I am not able to reproduce issue that you see. Any examples like proxy code, verify Access Token Policy & sample API will help to better understand same.
Ohhh, It’s just the name in the response. Totally understand.
You can change the response in the proxy using simple policies like JSON → XML & then using policy like XSL Transformation to change the value to Bearer & Then back to JSON. Also, Extract Variables Policy & Assign Message to change the same to Bearer with out XSL Transformation policy.
Understand that OOB will be lot better & I will pass on the feedback to Engineering Team. You can also do that using Feedback button in new Edge UI left side bar.
When you actually send the token, You actually send Authorization header with prefix “Bearer ”.
I’ve struggled with this in the past too with SwaggerHub and now with Apigee Spec Hub.
You can fix the response from the GenerateAccessToken to use token_type of “Bearer” as it should be, by using a simple JavaScript policy in the PostFlow after the OAuth policy. You can do this for all responses in the case where you may have multiple grant types with different policy names.
Here’s the JavaScript code I used:
var obj = JSON.parse(response.content);
obj.token_type = "Bearer";
context.setVariable('response.content', JSON.stringify(obj));
Yes, however, then you have to go fishing for all the values and it will vary depending on the policy name, custom attributes, etc. This approach just lets everything go through as generated by the policy.
Is there any chance that this is on anyone’s roadmap to fix? It’s apparently been an issue since at least 2015, and breaks tools such as Swagger-UI. I understand that I can manually change the response, but not having to create a workaround for something like this would be very helpful. Thanks.
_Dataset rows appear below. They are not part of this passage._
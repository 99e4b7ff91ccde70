use super::{
    ActivityRecord, DailyMetricRecord, ImportStore, ImportTemplate, ImportTx, ProjectRecord,
    StoreError, ValidationLogEntry,
};
use async_trait::async_trait;
use chrono::NaiveDate;
use sqlx::postgres::PgQueryResult;
use sqlx::types::Json;
use sqlx::{Acquire, PgPool, Postgres, Transaction};
use std::collections::BTreeMap;

/// Postgres-backed store.
#[derive(Clone)]
pub struct PgStore {
    pool: PgPool,
}

impl PgStore {
    pub fn new(pool: PgPool) -> Self {
        Self { pool }
    }
}

#[derive(sqlx::FromRow)]
struct TemplateRow {
    project_type: String,
    template_name: String,
    template_description: String,
    csv_headers: Json<Vec<String>>,
    field_mapping: Json<BTreeMap<String, String>>,
    sample_data: Json<BTreeMap<String, String>>,
}

impl From<TemplateRow> for ImportTemplate {
    fn from(row: TemplateRow) -> Self {
        ImportTemplate {
            project_type: row.project_type,
            template_name: row.template_name,
            template_description: row.template_description,
            csv_headers: row.csv_headers.0,
            field_mapping: row.field_mapping.0,
            sample_data: row.sample_data.0,
        }
    }
}

#[derive(sqlx::FromRow)]
struct ProjectRow {
    site_code: String,
    project_name: String,
    project_type: Option<String>,
    site_name: String,
    barangay: String,
    municipality: String,
    province: String,
    district: String,
    latitude: f64,
    longitude: f64,
    activation_date: Option<NaiveDate>,
    status: String,
    notes: String,
    custom_data: serde_json::Value,
}

impl From<ProjectRow> for ProjectRecord {
    fn from(row: ProjectRow) -> Self {
        ProjectRecord {
            site_code: row.site_code,
            project_name: row.project_name,
            project_type: row.project_type,
            site_name: row.site_name,
            barangay: row.barangay,
            municipality: row.municipality,
            province: row.province,
            district: row.district,
            latitude: row.latitude,
            longitude: row.longitude,
            activation_date: row.activation_date,
            status: row.status,
            notes: row.notes,
            custom_data: row.custom_data,
        }
    }
}

#[async_trait]
impl ImportStore for PgStore {
    async fn begin(&self) -> Result<Box<dyn ImportTx>, StoreError> {
        let tx = self.pool.begin().await?;
        Ok(Box::new(PgImportTx { tx }))
    }

    async fn find_template(
        &self,
        project_type: &str,
    ) -> Result<Option<ImportTemplate>, StoreError> {
        let row: Option<TemplateRow> = sqlx::query_as(
            r#"
            SELECT project_type, template_name, template_description,
                   csv_headers, field_mapping, sample_data
            FROM import_templates
            WHERE project_type = $1 AND is_active = TRUE
            LIMIT 1
            "#,
        )
        .bind(project_type)
        .fetch_optional(&self.pool)
        .await?;

        Ok(row.map(ImportTemplate::from))
    }

    async fn save_template(&self, template: &ImportTemplate) -> Result<(), StoreError> {
        sqlx::query(
            r#"
            INSERT INTO import_templates
                (project_type, template_name, template_description, csv_headers, field_mapping, sample_data)
            VALUES ($1, $2, $3, $4, $5, $6)
            ON CONFLICT (project_type) DO UPDATE SET
                template_name = EXCLUDED.template_name,
                template_description = EXCLUDED.template_description,
                csv_headers = EXCLUDED.csv_headers,
                field_mapping = EXCLUDED.field_mapping,
                sample_data = EXCLUDED.sample_data,
                is_active = TRUE
            "#,
        )
        .bind(&template.project_type)
        .bind(&template.template_name)
        .bind(&template.template_description)
        .bind(Json(&template.csv_headers))
        .bind(Json(&template.field_mapping))
        .bind(Json(&template.sample_data))
        .execute(&self.pool)
        .await?;

        Ok(())
    }

    async fn list_projects(&self) -> Result<Vec<ProjectRecord>, StoreError> {
        let rows: Vec<ProjectRow> = sqlx::query_as(
            r#"
            SELECT site_code, project_name, project_type, site_name, barangay, municipality,
                   province, district, latitude, longitude, activation_date, status, notes,
                   custom_data
            FROM projects
            ORDER BY created_at DESC, id DESC
            "#,
        )
        .fetch_all(&self.pool)
        .await?;

        Ok(rows.into_iter().map(ProjectRecord::from).collect())
    }
}

/// Every write runs in its own savepoint so a failed statement does not
/// abort the enclosing transaction.
struct PgImportTx {
    tx: Transaction<'static, Postgres>,
}

async fn finish_savepoint(
    savepoint: Transaction<'_, Postgres>,
    result: Result<PgQueryResult, sqlx::Error>,
    entity: &'static str,
    key: &str,
) -> Result<(), StoreError> {
    match result {
        Ok(_) => {
            savepoint.commit().await?;
            Ok(())
        }
        Err(err) => {
            savepoint.rollback().await?;
            Err(classify(err, entity, key))
        }
    }
}

fn classify(err: sqlx::Error, entity: &'static str, key: &str) -> StoreError {
    if let sqlx::Error::Database(db) = &err {
        if db.is_unique_violation() {
            return StoreError::Duplicate {
                entity,
                key: key.to_string(),
            };
        }
    }
    StoreError::Database(err)
}

const PROJECT_COLUMNS: &str = "site_code, project_name, project_type, site_name, barangay, \
     municipality, province, district, latitude, longitude, activation_date, status, notes, \
     custom_data";

#[async_trait]
impl ImportTx for PgImportTx {
    async fn site_code_exists(&mut self, site_code: &str) -> Result<bool, StoreError> {
        let (exists,): (bool,) =
            sqlx::query_as("SELECT EXISTS (SELECT 1 FROM projects WHERE site_code = $1)")
                .bind(site_code)
                .fetch_one(&mut *self.tx)
                .await?;
        Ok(exists)
    }

    async fn insert_project(&mut self, project: &ProjectRecord) -> Result<(), StoreError> {
        let sql = format!(
            "INSERT INTO projects ({PROJECT_COLUMNS}) \
             VALUES ($1, $2, $3, $4, $5, $6, $7, $8, $9, $10, $11, $12, $13, $14)"
        );
        let mut savepoint = Acquire::begin(&mut self.tx).await?;
        let result = bind_project(sqlx::query(&sql), project)
            .execute(&mut *savepoint)
            .await;
        finish_savepoint(savepoint, result, "projects", &project.site_code).await
    }

    async fn upsert_project(&mut self, project: &ProjectRecord) -> Result<(), StoreError> {
        let sql = format!(
            "INSERT INTO projects ({PROJECT_COLUMNS}) \
             VALUES ($1, $2, $3, $4, $5, $6, $7, $8, $9, $10, $11, $12, $13, $14) \
             ON CONFLICT (site_code) DO UPDATE SET \
                 site_name = EXCLUDED.site_name, \
                 barangay = EXCLUDED.barangay, \
                 municipality = EXCLUDED.municipality, \
                 province = EXCLUDED.province, \
                 district = EXCLUDED.district, \
                 latitude = EXCLUDED.latitude, \
                 longitude = EXCLUDED.longitude, \
                 activation_date = EXCLUDED.activation_date, \
                 status = EXCLUDED.status, \
                 notes = EXCLUDED.notes, \
                 custom_data = EXCLUDED.custom_data, \
                 updated_at = now()"
        );
        let mut savepoint = Acquire::begin(&mut self.tx).await?;
        let result = bind_project(sqlx::query(&sql), project)
            .execute(&mut *savepoint)
            .await;
        finish_savepoint(savepoint, result, "projects", &project.site_code).await
    }

    async fn upsert_activity(&mut self, activity: &ActivityRecord) -> Result<(), StoreError> {
        let mut savepoint = Acquire::begin(&mut self.tx).await?;
        let result = sqlx::query(
            r#"
            INSERT INTO activities
                (activity_id, project_type, activity_title, activity_type, activity_date,
                 participants, downloads, province, municipality, district, status,
                 facilitator, latitude, longitude)
            VALUES ($1, $2, $3, $4, $5, $6, $7, $8, $9, $10, $11, $12, $13, $14)
            ON CONFLICT (activity_id) DO UPDATE SET
                project_type = EXCLUDED.project_type,
                activity_title = EXCLUDED.activity_title,
                activity_type = EXCLUDED.activity_type,
                activity_date = EXCLUDED.activity_date,
                participants = EXCLUDED.participants,
                downloads = EXCLUDED.downloads,
                province = EXCLUDED.province,
                municipality = EXCLUDED.municipality,
                district = EXCLUDED.district,
                status = EXCLUDED.status,
                facilitator = EXCLUDED.facilitator,
                latitude = EXCLUDED.latitude,
                longitude = EXCLUDED.longitude
            "#,
        )
        .bind(&activity.activity_id)
        .bind(&activity.project_type)
        .bind(&activity.activity_title)
        .bind(&activity.activity_type)
        .bind(activity.activity_date)
        .bind(activity.participants)
        .bind(activity.downloads)
        .bind(&activity.province)
        .bind(&activity.municipality)
        .bind(&activity.district)
        .bind(&activity.status)
        .bind(&activity.facilitator)
        .bind(activity.latitude)
        .bind(activity.longitude)
        .execute(&mut *savepoint)
        .await;
        finish_savepoint(savepoint, result, "activities", &activity.activity_id).await
    }

    async fn upsert_daily_metric(&mut self, metric: &DailyMetricRecord) -> Result<(), StoreError> {
        let mut savepoint = Acquire::begin(&mut self.tx).await?;
        let result = sqlx::query(
            r#"
            INSERT INTO daily_metrics
                (site_code, metric_date, status, bandwidth_utilization, unique_users, remarks)
            VALUES ($1, $2, $3, $4, $5, $6)
            ON CONFLICT (site_code, metric_date) DO UPDATE SET
                status = EXCLUDED.status,
                bandwidth_utilization = EXCLUDED.bandwidth_utilization,
                unique_users = EXCLUDED.unique_users,
                remarks = COALESCE(EXCLUDED.remarks, daily_metrics.remarks)
            "#,
        )
        .bind(&metric.site_code)
        .bind(metric.metric_date)
        .bind(&metric.status)
        .bind(metric.bandwidth_utilization)
        .bind(metric.unique_users)
        .bind(&metric.remarks)
        .execute(&mut *savepoint)
        .await;
        let key = format!("{}@{}", metric.site_code, metric.metric_date);
        finish_savepoint(savepoint, result, "daily_metrics", &key).await
    }

    async fn log_validation(&mut self, entry: &ValidationLogEntry) -> Result<(), StoreError> {
        let mut savepoint = Acquire::begin(&mut self.tx).await?;
        let result = sqlx::query(
            r#"
            INSERT INTO validation_logs
                (import_batch_id, row_number, field_name, error_message, original_value, corrected_value)
            VALUES ($1, $2, $3, $4, $5, $6)
            "#,
        )
        .bind(&entry.import_batch_id)
        .bind(entry.row_number)
        .bind(&entry.field_name)
        .bind(&entry.error_message)
        .bind(&entry.original_value)
        .bind(&entry.corrected_value)
        .execute(&mut *savepoint)
        .await;
        finish_savepoint(savepoint, result, "validation_logs", &entry.import_batch_id).await
    }

    async fn commit(self: Box<Self>) -> Result<(), StoreError> {
        self.tx.commit().await?;
        Ok(())
    }

    async fn rollback(self: Box<Self>) -> Result<(), StoreError> {
        self.tx.rollback().await?;
        Ok(())
    }
}

fn bind_project<'q>(
    query: sqlx::query::Query<'q, Postgres, sqlx::postgres::PgArguments>,
    project: &'q ProjectRecord,
) -> sqlx::query::Query<'q, Postgres, sqlx::postgres::PgArguments> {
    query
        .bind(&project.site_code)
        .bind(&project.project_name)
        .bind(&project.project_type)
        .bind(&project.site_name)
        .bind(&project.barangay)
        .bind(&project.municipality)
        .bind(&project.province)
        .bind(&project.district)
        .bind(project.latitude)
        .bind(project.longitude)
        .bind(project.activation_date)
        .bind(&project.status)
        .bind(&project.notes)
        .bind(&project.custom_data)
}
For a service as large as Apigee, any incompatibility with the RFC is a serious bug. I know it’s a bit dramatic to say this, but calling your implementation OAuth 2 when you have substantial known deviations (and have known about them for over 4 years) is claiming what isn’t yours. You should be calling it OAuth 2-like rather than OAuth 2… or just fix the bugs!
I did not have any luck w/the assign message policy. It does not bring over all the values sent in the payload such as token_type, just drops that attribute along w/others from looking at the trace:
Note that the custom attributes I’ve set in the OA-GenerateAccessToken-Password policy are “externalUsername” and “externalAccessToken”. They can be accessed with or without the oauth policy prefix.
Hi @Dino-at-Google, do you have an update about this bug? I also think apigee should be RFC compliant and understand why is not now or what is the reason for not being compliant?